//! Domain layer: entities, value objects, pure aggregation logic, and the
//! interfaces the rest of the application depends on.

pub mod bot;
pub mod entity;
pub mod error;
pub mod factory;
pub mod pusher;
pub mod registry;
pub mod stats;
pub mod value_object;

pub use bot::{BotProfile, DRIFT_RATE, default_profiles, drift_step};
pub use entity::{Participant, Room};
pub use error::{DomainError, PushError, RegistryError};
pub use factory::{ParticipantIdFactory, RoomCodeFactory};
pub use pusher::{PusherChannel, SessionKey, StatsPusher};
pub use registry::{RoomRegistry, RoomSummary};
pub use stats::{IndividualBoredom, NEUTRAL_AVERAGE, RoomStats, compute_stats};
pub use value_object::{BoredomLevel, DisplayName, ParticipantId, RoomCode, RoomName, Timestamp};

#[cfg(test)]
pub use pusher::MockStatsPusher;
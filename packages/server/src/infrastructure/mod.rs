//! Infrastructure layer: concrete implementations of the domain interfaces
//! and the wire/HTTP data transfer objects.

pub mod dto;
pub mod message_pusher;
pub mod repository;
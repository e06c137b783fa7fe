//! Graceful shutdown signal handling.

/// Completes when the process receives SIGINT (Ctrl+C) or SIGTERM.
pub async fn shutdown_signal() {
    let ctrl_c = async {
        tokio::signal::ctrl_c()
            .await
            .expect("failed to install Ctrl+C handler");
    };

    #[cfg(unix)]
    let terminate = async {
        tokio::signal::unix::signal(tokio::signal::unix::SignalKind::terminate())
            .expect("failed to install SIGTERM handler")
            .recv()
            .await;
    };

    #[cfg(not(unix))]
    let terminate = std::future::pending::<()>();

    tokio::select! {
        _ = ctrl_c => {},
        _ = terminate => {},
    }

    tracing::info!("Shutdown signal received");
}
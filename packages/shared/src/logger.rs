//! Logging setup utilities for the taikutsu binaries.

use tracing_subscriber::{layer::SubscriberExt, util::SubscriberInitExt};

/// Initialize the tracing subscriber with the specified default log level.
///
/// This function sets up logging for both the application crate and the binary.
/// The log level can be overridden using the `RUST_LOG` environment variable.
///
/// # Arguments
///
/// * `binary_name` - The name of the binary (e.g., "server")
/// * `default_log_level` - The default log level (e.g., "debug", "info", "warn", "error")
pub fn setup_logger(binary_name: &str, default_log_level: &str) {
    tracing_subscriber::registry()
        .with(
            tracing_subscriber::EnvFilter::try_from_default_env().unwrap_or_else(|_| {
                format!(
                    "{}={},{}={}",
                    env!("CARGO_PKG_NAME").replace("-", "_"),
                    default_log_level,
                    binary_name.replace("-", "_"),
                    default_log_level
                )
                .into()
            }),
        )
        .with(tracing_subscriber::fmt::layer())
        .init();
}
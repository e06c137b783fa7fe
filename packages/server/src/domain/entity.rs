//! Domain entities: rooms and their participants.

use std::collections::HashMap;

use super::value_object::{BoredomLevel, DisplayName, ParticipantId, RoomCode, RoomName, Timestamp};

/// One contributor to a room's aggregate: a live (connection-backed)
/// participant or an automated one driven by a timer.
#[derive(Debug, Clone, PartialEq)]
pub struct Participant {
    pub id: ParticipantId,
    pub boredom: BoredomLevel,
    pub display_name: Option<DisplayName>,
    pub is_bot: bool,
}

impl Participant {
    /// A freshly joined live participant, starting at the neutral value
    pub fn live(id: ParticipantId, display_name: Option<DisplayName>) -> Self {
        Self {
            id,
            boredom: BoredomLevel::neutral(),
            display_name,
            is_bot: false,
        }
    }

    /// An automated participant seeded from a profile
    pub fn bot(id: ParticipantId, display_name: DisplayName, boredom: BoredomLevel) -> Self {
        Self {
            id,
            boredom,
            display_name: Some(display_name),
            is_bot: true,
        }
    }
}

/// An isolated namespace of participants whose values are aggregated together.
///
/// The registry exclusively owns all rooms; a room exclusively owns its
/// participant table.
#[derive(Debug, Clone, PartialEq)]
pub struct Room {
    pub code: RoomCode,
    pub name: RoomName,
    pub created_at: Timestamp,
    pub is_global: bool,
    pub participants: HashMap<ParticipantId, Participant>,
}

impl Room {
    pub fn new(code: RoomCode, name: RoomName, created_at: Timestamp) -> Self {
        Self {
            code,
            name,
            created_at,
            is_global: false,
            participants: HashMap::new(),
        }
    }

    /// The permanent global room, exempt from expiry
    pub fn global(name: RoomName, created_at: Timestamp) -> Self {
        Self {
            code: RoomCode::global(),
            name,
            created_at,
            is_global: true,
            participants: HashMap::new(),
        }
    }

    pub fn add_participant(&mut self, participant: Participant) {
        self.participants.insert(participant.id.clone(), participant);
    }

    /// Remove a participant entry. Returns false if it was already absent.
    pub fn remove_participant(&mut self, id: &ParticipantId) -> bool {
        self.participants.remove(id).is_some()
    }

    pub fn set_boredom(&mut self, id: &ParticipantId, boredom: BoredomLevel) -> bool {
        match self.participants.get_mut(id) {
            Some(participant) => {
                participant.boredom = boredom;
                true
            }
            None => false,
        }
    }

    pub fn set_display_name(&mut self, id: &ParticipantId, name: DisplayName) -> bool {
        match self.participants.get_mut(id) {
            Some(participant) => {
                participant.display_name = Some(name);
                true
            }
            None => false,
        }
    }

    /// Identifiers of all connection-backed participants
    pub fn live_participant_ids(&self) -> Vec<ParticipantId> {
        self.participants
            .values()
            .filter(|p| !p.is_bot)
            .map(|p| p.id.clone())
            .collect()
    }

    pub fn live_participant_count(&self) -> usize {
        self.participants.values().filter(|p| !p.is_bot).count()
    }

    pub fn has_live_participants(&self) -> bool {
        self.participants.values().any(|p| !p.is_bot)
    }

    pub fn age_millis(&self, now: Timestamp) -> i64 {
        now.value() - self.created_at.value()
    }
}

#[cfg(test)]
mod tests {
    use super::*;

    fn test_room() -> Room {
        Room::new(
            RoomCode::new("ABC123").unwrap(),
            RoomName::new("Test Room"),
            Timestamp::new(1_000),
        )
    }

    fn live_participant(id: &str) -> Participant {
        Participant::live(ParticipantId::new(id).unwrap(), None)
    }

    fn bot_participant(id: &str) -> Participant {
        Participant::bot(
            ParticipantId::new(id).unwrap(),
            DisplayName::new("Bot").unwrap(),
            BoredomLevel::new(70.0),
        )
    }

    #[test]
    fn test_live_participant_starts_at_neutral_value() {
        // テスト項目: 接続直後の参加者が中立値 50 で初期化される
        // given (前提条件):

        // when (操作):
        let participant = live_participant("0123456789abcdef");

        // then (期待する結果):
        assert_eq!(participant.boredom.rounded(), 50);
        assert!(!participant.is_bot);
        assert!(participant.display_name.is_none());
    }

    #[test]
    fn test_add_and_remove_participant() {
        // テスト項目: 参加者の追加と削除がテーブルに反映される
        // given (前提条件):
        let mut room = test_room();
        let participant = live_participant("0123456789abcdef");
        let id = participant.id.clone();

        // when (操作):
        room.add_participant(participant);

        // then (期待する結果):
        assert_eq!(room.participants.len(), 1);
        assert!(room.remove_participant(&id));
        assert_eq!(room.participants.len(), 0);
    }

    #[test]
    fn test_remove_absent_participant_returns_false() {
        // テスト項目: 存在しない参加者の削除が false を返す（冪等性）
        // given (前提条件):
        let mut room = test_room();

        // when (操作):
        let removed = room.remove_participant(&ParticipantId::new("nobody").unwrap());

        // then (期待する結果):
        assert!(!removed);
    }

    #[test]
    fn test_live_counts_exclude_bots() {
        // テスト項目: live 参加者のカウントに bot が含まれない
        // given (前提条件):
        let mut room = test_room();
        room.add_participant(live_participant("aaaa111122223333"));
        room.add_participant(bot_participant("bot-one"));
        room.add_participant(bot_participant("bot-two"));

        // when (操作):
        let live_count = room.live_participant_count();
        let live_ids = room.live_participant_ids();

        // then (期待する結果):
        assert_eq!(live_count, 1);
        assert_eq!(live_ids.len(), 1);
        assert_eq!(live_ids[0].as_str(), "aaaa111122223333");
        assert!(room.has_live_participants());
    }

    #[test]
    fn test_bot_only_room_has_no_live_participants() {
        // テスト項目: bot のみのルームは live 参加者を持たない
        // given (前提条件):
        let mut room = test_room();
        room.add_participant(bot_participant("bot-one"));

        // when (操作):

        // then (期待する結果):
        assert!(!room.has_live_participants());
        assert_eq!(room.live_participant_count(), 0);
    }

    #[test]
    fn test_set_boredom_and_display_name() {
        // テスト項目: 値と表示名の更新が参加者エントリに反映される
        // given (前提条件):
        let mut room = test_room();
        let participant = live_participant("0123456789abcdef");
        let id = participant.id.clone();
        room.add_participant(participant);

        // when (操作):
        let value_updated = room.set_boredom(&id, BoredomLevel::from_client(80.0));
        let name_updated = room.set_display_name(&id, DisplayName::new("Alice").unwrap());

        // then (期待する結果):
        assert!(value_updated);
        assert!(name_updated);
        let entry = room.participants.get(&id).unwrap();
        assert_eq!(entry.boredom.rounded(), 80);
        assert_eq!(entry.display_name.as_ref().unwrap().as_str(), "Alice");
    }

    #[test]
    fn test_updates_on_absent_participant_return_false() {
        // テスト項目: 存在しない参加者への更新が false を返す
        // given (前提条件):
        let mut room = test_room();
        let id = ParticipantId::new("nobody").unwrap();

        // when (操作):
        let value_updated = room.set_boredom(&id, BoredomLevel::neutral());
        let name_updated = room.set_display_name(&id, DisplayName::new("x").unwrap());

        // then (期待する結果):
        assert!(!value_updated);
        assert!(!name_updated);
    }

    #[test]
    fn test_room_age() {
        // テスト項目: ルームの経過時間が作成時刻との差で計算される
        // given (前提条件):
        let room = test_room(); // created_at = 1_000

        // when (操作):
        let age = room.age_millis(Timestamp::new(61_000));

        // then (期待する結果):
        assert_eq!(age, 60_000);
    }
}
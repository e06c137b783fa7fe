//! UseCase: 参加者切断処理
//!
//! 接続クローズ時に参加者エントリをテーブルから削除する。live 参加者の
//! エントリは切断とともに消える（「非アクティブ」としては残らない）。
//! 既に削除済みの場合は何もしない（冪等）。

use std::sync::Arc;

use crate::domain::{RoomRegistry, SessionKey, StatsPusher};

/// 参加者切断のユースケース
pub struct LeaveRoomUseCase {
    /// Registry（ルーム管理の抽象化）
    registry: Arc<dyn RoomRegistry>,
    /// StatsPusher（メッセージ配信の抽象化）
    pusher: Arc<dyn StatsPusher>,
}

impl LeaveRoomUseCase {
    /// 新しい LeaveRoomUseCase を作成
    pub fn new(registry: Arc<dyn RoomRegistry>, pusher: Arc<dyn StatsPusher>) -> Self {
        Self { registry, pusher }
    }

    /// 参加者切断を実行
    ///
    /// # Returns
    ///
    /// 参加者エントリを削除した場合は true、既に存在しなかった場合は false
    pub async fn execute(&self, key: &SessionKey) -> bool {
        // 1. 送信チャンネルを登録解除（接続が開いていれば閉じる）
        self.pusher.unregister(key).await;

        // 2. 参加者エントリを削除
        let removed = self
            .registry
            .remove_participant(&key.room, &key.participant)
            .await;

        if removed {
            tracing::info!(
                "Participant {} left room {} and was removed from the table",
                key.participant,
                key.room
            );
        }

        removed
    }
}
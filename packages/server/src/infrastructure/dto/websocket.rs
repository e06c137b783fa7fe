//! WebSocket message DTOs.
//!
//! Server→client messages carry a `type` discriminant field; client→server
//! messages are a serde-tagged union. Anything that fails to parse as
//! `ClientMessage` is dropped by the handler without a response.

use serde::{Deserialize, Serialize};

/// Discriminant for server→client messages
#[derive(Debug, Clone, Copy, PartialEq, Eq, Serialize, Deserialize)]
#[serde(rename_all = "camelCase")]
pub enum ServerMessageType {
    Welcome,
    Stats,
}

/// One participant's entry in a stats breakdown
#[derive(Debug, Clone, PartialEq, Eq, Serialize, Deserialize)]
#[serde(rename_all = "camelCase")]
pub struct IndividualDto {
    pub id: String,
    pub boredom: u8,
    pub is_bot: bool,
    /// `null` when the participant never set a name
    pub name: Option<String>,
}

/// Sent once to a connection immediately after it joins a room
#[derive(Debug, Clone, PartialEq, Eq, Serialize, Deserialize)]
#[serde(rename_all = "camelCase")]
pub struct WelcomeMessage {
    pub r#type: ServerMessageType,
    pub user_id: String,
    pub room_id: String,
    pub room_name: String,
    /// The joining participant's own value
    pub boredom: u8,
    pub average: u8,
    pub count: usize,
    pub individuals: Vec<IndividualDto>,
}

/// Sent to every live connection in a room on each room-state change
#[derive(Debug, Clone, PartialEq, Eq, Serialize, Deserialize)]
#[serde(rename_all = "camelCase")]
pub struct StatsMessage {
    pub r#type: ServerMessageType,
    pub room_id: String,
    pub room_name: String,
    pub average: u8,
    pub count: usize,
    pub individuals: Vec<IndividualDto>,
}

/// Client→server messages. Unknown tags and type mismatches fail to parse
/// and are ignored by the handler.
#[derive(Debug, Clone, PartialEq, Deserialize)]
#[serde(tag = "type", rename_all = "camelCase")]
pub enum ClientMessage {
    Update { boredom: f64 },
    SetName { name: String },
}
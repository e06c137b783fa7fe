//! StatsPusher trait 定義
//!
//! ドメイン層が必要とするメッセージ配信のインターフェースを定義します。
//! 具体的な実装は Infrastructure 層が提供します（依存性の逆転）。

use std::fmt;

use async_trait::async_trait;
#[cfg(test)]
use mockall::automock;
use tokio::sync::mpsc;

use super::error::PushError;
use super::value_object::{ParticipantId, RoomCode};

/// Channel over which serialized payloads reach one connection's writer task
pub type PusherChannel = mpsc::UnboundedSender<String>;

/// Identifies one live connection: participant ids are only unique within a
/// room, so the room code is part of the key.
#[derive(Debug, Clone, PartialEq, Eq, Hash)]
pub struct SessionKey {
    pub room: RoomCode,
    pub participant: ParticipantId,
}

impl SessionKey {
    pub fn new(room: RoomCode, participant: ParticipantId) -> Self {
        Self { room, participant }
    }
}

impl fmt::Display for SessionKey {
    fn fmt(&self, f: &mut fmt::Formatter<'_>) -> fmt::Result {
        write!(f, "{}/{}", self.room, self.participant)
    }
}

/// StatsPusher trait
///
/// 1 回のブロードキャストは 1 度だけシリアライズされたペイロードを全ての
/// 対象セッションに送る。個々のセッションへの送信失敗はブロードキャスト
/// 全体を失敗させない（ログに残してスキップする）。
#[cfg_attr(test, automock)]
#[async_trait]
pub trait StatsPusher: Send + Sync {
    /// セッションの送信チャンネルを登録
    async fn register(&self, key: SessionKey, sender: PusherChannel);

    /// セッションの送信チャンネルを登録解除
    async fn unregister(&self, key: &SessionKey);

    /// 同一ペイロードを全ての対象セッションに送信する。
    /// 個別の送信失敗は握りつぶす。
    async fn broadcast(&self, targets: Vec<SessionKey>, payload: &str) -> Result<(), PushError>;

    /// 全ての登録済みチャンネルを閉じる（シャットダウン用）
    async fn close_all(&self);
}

+++

- Your assignment: Reproduce word for word the material above, starting with the line that has "pub fn new(registry: Arc<dyn" and stopping after the line that has "let removed = self".

- Written response:
    pub fn new(registry: Arc<dyn RoomRegistry>, pusher: Arc<dyn StatsPusher>) -> Self {
        Self { registry, pusher }
    }

    /// 参加者切断を実行
    ///
    /// # Returns
    ///
    /// 参加者エントリを削除した場合は true、既に存在しなかった場合は false
    pub async fn execute(&self, key: &SessionKey) -> bool {
        // 1. 送信チャンネルを登録解除（接続が開いていれば閉じる）
        self.pusher.unregister(key).await;

        // 2. 参加者エントリを削除
        let removed = self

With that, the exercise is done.